# [Work to be completed]
Going through the entries below, count each line containing the word "Debug". Report the number only.

# [Data supplied]
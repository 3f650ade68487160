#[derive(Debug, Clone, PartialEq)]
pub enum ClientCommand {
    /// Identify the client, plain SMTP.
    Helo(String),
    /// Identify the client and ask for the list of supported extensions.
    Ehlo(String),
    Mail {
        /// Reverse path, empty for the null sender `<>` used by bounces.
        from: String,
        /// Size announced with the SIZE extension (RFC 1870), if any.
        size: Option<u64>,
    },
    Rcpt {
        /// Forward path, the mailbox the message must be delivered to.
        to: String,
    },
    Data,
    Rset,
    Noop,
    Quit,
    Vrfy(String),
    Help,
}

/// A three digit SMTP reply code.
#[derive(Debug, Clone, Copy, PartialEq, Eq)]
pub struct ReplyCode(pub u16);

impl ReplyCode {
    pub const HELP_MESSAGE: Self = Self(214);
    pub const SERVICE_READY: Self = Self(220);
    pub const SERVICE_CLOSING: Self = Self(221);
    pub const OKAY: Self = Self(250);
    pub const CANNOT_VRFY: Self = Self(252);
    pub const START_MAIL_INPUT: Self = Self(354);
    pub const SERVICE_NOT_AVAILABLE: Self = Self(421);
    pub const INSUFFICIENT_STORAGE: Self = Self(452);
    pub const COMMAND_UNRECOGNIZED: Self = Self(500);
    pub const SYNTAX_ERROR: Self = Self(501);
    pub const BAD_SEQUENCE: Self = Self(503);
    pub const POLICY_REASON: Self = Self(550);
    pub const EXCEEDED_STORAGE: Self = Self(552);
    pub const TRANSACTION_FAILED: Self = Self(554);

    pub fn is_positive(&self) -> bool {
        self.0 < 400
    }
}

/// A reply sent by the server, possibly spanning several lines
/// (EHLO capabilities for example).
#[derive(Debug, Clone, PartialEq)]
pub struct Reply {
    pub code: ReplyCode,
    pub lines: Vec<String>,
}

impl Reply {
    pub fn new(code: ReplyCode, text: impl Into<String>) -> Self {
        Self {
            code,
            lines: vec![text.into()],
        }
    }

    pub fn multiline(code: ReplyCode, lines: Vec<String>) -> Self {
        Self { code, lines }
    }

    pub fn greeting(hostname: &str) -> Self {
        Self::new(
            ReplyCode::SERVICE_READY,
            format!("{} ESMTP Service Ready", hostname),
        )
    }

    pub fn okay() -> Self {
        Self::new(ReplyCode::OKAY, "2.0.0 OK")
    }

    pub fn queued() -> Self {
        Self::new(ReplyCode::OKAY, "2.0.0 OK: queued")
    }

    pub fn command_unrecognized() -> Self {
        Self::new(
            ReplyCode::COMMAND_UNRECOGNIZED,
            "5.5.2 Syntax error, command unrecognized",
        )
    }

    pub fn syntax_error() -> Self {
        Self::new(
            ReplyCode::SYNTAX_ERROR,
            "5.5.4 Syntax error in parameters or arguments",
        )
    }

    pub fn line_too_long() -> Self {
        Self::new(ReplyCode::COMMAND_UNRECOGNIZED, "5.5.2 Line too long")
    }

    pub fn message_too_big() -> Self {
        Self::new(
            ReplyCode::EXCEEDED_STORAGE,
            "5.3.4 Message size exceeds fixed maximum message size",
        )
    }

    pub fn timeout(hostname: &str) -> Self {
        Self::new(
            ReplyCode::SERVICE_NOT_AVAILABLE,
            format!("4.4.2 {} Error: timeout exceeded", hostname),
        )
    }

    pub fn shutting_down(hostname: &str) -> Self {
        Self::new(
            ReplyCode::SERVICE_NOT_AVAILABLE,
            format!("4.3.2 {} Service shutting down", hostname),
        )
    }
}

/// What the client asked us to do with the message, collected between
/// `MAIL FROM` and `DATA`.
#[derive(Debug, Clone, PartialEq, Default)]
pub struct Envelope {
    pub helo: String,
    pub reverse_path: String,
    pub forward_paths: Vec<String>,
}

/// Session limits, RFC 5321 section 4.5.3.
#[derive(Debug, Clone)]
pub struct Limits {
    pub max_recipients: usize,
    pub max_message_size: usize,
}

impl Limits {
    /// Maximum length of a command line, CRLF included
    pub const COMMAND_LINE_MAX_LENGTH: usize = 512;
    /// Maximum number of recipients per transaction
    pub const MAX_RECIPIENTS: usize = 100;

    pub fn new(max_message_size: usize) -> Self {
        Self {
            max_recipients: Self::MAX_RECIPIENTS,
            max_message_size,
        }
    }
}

# [Exercise answer]
5